Todo lo que un principiante debe saber

A veces, gestionar nuestro propio dinero da muchos dolores de cabeza. Antes de tomar la gran decisión de invertir, resulta imprescindible conocer alguno de los aspectos financieros más básicos.

Durante unas semanas haremos de este blog un ABC de las finanzas. Así, se podrá resolver cualquier duda antes de dar el paso que marcará un antes y un después en tu futuro.

En primer lugar, es importante hacer hincapié sobre un concepto fundamental que servirá de introducción a los demás.

¿Qué te vas a preguntar antes de invertir?

Lo primero que hay que conocer es la rentabilidad que dan los productos financieros ofrecidos por las entidades. Esto es esencial, ya que en ellos se va a depositar toda la confianza.

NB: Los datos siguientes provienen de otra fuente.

use lotledger_core::{EntryFilter, LotId, OperationKind};
use uuid::Uuid;

use crate::app::AppContext;
use crate::cli::{HistoryArgs, LotsArgs};
use crate::errors::CliError;
use crate::output::{entries_table, lots_table, print_json, print_lot};

pub fn handle_lot(ctx: &AppContext, lot_id: i64) -> anyhow::Result<()> {
    let lot = ctx.ledger()?.lot(LotId(lot_id))?;
    if ctx.json() {
        return print_json(&lot);
    }
    print_lot(&lot, ctx.quiet());
    Ok(())
}

pub fn handle_lots(ctx: &AppContext, args: &LotsArgs) -> anyhow::Result<()> {
    let ledger = ctx.ledger()?;

    let Some(ref item) = args.item else {
        let lots = ledger.list_lots()?;
        if ctx.json() {
            return print_json(&lots);
        }
        if lots.is_empty() {
            if !ctx.quiet() {
                println!("No lots.");
            }
            return Ok(());
        }
        println!("{}", lots_table(&lots));
        return Ok(());
    };

    let summary = ledger.item_summary(item)?;
    let lots = ledger.lots_for_item(item)?;
    if ctx.json() {
        return print_json(&serde_json::json!({
            "summary": summary,
            "lots": lots,
        }));
    }
    if !ctx.quiet() {
        println!(
            "{}: {} on hand, {} staged across {} lot(s)",
            summary.item, summary.on_hand_qty, summary.staged_qty, summary.lot_count
        );
    }
    println!("{}", lots_table(&lots));
    Ok(())
}

pub fn handle_history(ctx: &AppContext, args: &HistoryArgs) -> anyhow::Result<()> {
    let filter = build_filter(args)?;
    let entries = ctx.ledger()?.history(&filter)?;

    if ctx.json() {
        return print_json(&entries);
    }
    if entries.is_empty() {
        if !ctx.quiet() {
            println!("No entries.");
        }
        return Ok(());
    }
    println!("{}", entries_table(&entries));
    Ok(())
}

fn build_filter(args: &HistoryArgs) -> anyhow::Result<EntryFilter> {
    let mut filter = EntryFilter::new();
    if let Some(lot) = args.lot {
        filter = filter.lot(LotId(lot));
    }
    if let Some(ref item) = args.item {
        filter = filter.item(item);
    }
    if let Some(ref kind) = args.kind {
        filter = filter.kind(kind.parse::<OperationKind>()?);
    }
    if let Some(ref work_order) = args.work_order {
        filter = filter.work_order(work_order);
    }
    if let Some(ref operation) = args.operation {
        let parsed = Uuid::parse_str(operation)
            .map_err(|e| CliError::invalid_input(format!("Invalid operation id: {}", e)))?;
        filter = filter.operation(parsed);
    }
    if let Some(limit) = args.limit {
        filter = filter.limit(limit);
    }
    if args.newest_first {
        filter = filter.newest_first();
    }
    Ok(filter)
}
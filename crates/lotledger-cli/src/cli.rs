use clap::{ArgGroup, Args, Parser, Subcommand};
use clap_complete::Shell;

use lotledger_core::VERSION;

/// Lotledger - inventory lot ledger with FIFO picking and an append-only log
#[derive(Parser)]
#[command(name = "lotledger")]
#[command(author, version = VERSION, about, long_about = None)]
#[command(propagate_version = true)]
pub struct Cli {
    /// Path to the ledger database
    #[arg(short, long, global = true, env = "LOTLEDGER_PATH")]
    pub db: Option<String>,

    /// Who performs the operation (recorded in every ledger entry)
    #[arg(short, long, global = true, env = "LOTLEDGER_ACTOR")]
    pub actor: Option<String>,

    /// Output as JSON
    #[arg(long, global = true)]
    pub json: bool,

    /// Quiet mode (minimal output)
    #[arg(short, long, global = true)]
    pub quiet: bool,

    #[command(subcommand)]
    pub command: Option<Commands>,
}

/// Arguments for the `init` command
#[derive(Args)]
pub struct InitArgs {
    /// Path where the ledger database will be created
    #[arg(value_name = "PATH")]
    pub path: Option<String>,

    /// Overwrite an existing config file
    #[arg(long)]
    pub force: bool,

    /// Config path override
    #[arg(long)]
    pub config_path: Option<String>,
}

/// Arguments for the `stock` command
#[derive(Args)]
pub struct StockArgs {
    /// Item (part number)
    #[arg(value_name = "ITEM")]
    pub item: String,

    /// Quantity received
    #[arg(value_name = "QUANTITY")]
    pub quantity: i64,

    /// Storage location
    #[arg(short, long)]
    pub location: String,

    /// Add to an existing lot instead of creating one
    #[arg(long, value_name = "LOT_ID")]
    pub lot: Option<i64>,

    /// Manufacturer part number (new lots only)
    #[arg(long)]
    pub mpn: Option<String>,

    /// Manufacturer date code (new lots only)
    #[arg(long)]
    pub date_code: Option<String>,

    /// Moisture-sensitivity level (new lots only)
    #[arg(long)]
    pub msl: Option<String>,

    /// Work order reference
    #[arg(short, long)]
    pub work_order: Option<String>,
}

/// Arguments for the `pick` command
#[derive(Args)]
pub struct PickArgs {
    /// Item (part number)
    #[arg(value_name = "ITEM")]
    pub item: String,

    /// Quantity to stage
    #[arg(value_name = "QUANTITY")]
    pub quantity: i64,

    /// Pick from this lot only (FIFO across all lots otherwise)
    #[arg(long, value_name = "LOT_ID")]
    pub lot: Option<i64>,

    /// Where the staged stock goes
    #[arg(long)]
    pub destination: Option<String>,

    /// Work order reference
    #[arg(short, long)]
    pub work_order: Option<String>,
}

/// Arguments for the `restock` command
#[derive(Args)]
#[command(group(ArgGroup::new("target").required(true).args(["lot", "item"])))]
pub struct RestockArgs {
    /// Quantity to return
    #[arg(value_name = "QUANTITY")]
    pub quantity: i64,

    /// Return to this lot
    #[arg(long, value_name = "LOT_ID")]
    pub lot: Option<i64>,

    /// Return to the oldest lot of this item with enough staged
    #[arg(long)]
    pub item: Option<String>,

    /// New storage location
    #[arg(short, long)]
    pub location: Option<String>,

    /// Work order reference
    #[arg(short, long)]
    pub work_order: Option<String>,
}

/// Arguments for the `adjust` command
#[derive(Args)]
pub struct AdjustArgs {
    /// Lot to correct
    #[arg(value_name = "LOT_ID")]
    pub lot: i64,

    /// Signed on-hand correction (e.g. -3)
    #[arg(value_name = "DELTA", allow_negative_numbers = true)]
    pub delta: i64,

    /// Work order or count reference
    #[arg(short, long)]
    pub work_order: Option<String>,
}

/// Arguments for the `lots` command
#[derive(Args)]
pub struct LotsArgs {
    /// Only lots of this item
    #[arg(value_name = "ITEM")]
    pub item: Option<String>,
}

/// Arguments for the `history` command
#[derive(Args)]
pub struct HistoryArgs {
    /// Filter by lot
    #[arg(long, value_name = "LOT_ID")]
    pub lot: Option<i64>,

    /// Filter by item
    #[arg(long)]
    pub item: Option<String>,

    /// Filter by kind (stock, pick, restock, adjust)
    #[arg(long)]
    pub kind: Option<String>,

    /// Filter by work order
    #[arg(short, long)]
    pub work_order: Option<String>,

    /// Filter by operation id
    #[arg(long, value_name = "UUID")]
    pub operation: Option<String>,

    /// Limit number of results
    #[arg(long)]
    pub limit: Option<usize>,

    /// Most recent entries first
    #[arg(long)]
    pub newest_first: bool,
}

#[derive(Subcommand)]
pub enum Commands {
    /// Create the ledger database and config file
    Init(InitArgs),

    /// Receive stock into a new or existing lot
    Stock(StockArgs),

    /// Move stock from on-hand to staged
    Pick(PickArgs),

    /// Return staged stock to on-hand
    Restock(RestockArgs),

    /// Correct a lot's on-hand quantity after a count
    Adjust(AdjustArgs),

    /// Show one lot
    Lot {
        /// Lot identifier
        #[arg(value_name = "LOT_ID")]
        lot_id: i64,
    },

    /// List lots
    Lots(LotsArgs),

    /// Show ledger entries
    History(HistoryArgs),

    /// Check database integrity and reconcile the log
    Check,

    /// Backup the ledger
    Backup {
        /// Destination path
        #[arg(value_name = "DEST")]
        destination: String,
    },

    /// Generate shell completions
    Completions {
        /// Shell to generate completions for
        #[arg(value_name = "SHELL")]
        shell: Shell,
    },
}
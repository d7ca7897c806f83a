//! Lot allocation.
//!
//! Pure functions over lots already read under lock. Candidates are always
//! ordered by ascending lot id, which is the age order.

use crate::error::{LedgerError, Result};
use crate::storage::{Lot, LotId};

/// Quantity drawn from one lot.
#[derive(Debug, Clone, Copy, PartialEq, Eq)]
pub struct Portion {
    pub lot_id: LotId,
    pub quantity: i64,
}

/// Split `requested` across `lots`, oldest first.
///
/// Lot *k* contributes `clamp(requested - on_hand_before_k, 0, on_hand_k)`.
/// Lots contributing nothing are left out of the result.
///
/// # Errors
///
/// Returns `InsufficientQuantity` with the total on-hand across every lot
/// when the lots cannot cover the request; nothing is allocated in that case.
pub fn allocate_fifo(lots: &[Lot], requested: i64) -> Result<Vec<Portion>> {
    ensure_ascending(lots)?;

    let available = lots
        .iter()
        .fold(0i64, |sum, lot| sum.saturating_add(lot.on_hand_qty));
    if available < requested {
        return Err(LedgerError::InsufficientQuantity {
            available,
            requested,
        });
    }

    let mut portions = Vec::new();
    let mut running_total = 0i64;
    for lot in lots {
        if running_total >= requested {
            break;
        }
        let portion = (requested - running_total).clamp(0, lot.on_hand_qty.max(0));
        if portion > 0 {
            portions.push(Portion {
                lot_id: lot.id,
                quantity: portion,
            });
        }
        running_total = running_total.saturating_add(lot.on_hand_qty);
    }

    let allocated: i64 = portions.iter().map(|p| p.quantity).sum();
    if allocated != requested {
        return Err(LedgerError::InvariantViolation(format!(
            "FIFO allocated {} of {} requested",
            allocated, requested
        )));
    }
    Ok(portions)
}

/// Choose the lot a restock-by-item returns stock to: the oldest lot whose
/// staged quantity covers the request.
///
/// # Errors
///
/// `NotFound` when there are no lots; otherwise `InsufficientStagedQuantity`
/// reporting the largest staged quantity of any single lot.
pub fn select_restock_lot<'a>(lots: &'a [Lot], item: &str, requested: i64) -> Result<&'a Lot> {
    ensure_ascending(lots)?;

    if lots.is_empty() {
        return Err(LedgerError::NotFound(format!("no lots for item {}", item)));
    }
    if let Some(lot) = lots.iter().find(|lot| lot.staged_qty >= requested) {
        return Ok(lot);
    }
    let available = lots.iter().map(|lot| lot.staged_qty).max().unwrap_or(0);
    Err(LedgerError::InsufficientStagedQuantity {
        available,
        requested,
    })
}

fn ensure_ascending(lots: &[Lot]) -> Result<()> {
    if lots.windows(2).any(|pair| pair[0].id >= pair[1].id) {
        return Err(LedgerError::InvariantViolation(
            "candidate lots are not in ascending id order".to_string(),
        ));
    }
    Ok(())
}

#[cfg(test)]
mod tests {
    use super::*;
    use crate::storage::LotMetadata;
    use chrono::Utc;

    fn lot(id: i64, on_hand: i64, staged: i64) -> Lot {
        Lot {
            id: LotId(id),
            item: "C-10U".to_string(),
            on_hand_qty: on_hand,
            staged_qty: staged,
            location: None,
            metadata: LotMetadata::default(),
            created_at: Utc::now(),
            last_modified: Utc::now(),
        }
    }

    #[test]
    fn test_oldest_lot_drained_first() {
        let lots = vec![lot(1, 30, 0), lot(2, 80, 0)];
        let portions = allocate_fifo(&lots, 50).unwrap();
        assert_eq!(
            portions,
            vec![
                Portion {
                    lot_id: LotId(1),
                    quantity: 30
                },
                Portion {
                    lot_id: LotId(2),
                    quantity: 20
                },
            ]
        );
    }

    #[test]
    fn test_single_lot_covers_request() {
        let lots = vec![lot(4, 100, 0), lot(9, 80, 0)];
        let portions = allocate_fifo(&lots, 100).unwrap();
        assert_eq!(portions.len(), 1);
        assert_eq!(portions[0].lot_id, LotId(4));
    }

    #[test]
    fn test_empty_lots_are_skipped() {
        let lots = vec![lot(1, 0, 10), lot(2, 5, 0), lot(3, 0, 0), lot(7, 5, 0)];
        let portions = allocate_fifo(&lots, 8).unwrap();
        assert_eq!(
            portions,
            vec![
                Portion {
                    lot_id: LotId(2),
                    quantity: 5
                },
                Portion {
                    lot_id: LotId(7),
                    quantity: 3
                },
            ]
        );
    }

    #[test]
    fn test_shortfall_reports_total_available() {
        let lots = vec![lot(1, 15, 0), lot(2, 25, 0)];
        let err = allocate_fifo(&lots, 50).unwrap_err();
        assert!(matches!(
            err,
            LedgerError::InsufficientQuantity {
                available: 40,
                requested: 50
            }
        ));
    }

    #[test]
    fn test_exact_total_is_fully_consumed() {
        let lots = vec![lot(1, 15, 0), lot(2, 25, 0)];
        let portions = allocate_fifo(&lots, 40).unwrap();
        assert_eq!(portions.iter().map(|p| p.quantity).sum::<i64>(), 40);
        assert_eq!(portions.len(), 2);
    }

    #[test]
    fn test_unordered_candidates_rejected() {
        let lots = vec![lot(2, 10, 0), lot(1, 10, 0)];
        assert!(matches!(
            allocate_fifo(&lots, 5),
            Err(LedgerError::InvariantViolation(_))
        ));
    }

    #[test]
    fn test_restock_picks_oldest_covering_lot() {
        let lots = vec![lot(1, 0, 5), lot(2, 0, 20), lot(3, 0, 40)];
        assert_eq!(select_restock_lot(&lots, "C-10U", 15).unwrap().id, LotId(2));
        assert_eq!(select_restock_lot(&lots, "C-10U", 5).unwrap().id, LotId(1));
    }

    #[test]
    fn test_restock_shortfall_reports_largest_staged() {
        let lots = vec![lot(1, 0, 5), lot(2, 0, 20)];
        let err = select_restock_lot(&lots, "C-10U", 50).unwrap_err();
        assert!(matches!(
            err,
            LedgerError::InsufficientStagedQuantity {
                available: 20,
                requested: 50
            }
        ));
        assert!(matches!(
            select_restock_lot(&[], "C-10U", 1),
            Err(LedgerError::NotFound(_))
        ));
    }
}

Antes de adentrarnos en términos porcentuales, es necesario definir de forma clara el concepto de rentabilidad:

Hace referencia a los beneficios que uno obtiene por ser propietario de un activo. Esos beneficios pueden provenir de los ingresos o de la venta.

Parece fácil, pero hay que saber que los del primer grupo son los generados durante la vida del activo sin necesidad de venderlo: el alquiler en un piso. Mientras tanto, los que proceden de la venta, hay que tener en cuenta en este caso, que el precio sea superior al de la compra.

Tanto en las inversiones como en el ámbito empresarial, la rentabilidad juega un papel protagonista al ser indicador de la evolución de dicha inversión.

Si bien, para definir la rentabilidad se ha empleado otro término: activo.

¿Y el activo, qué es?

Se trata de un derecho de cobro o un bien que puede pertenecer tanto a la empresa como a una persona. Lo que se espera como propietario es un rendimiento económico positivo.

Los activos pueden ser de dos tipos: reales, como bienes físicos (casas, vehículos, terrenos, oro…) o financieros que son productos en los que el comprador tiene derecho de cobro sobre los activos reales del emisor y el efectivo que generen. No tienen valor físico.

Dando un paso adelante en este ABC, la semana que viene se hablará de otro concepto esencial en el mundo financiero: el riesgo.

Nunca es tarde para aprender, si la inversión va a ser buena.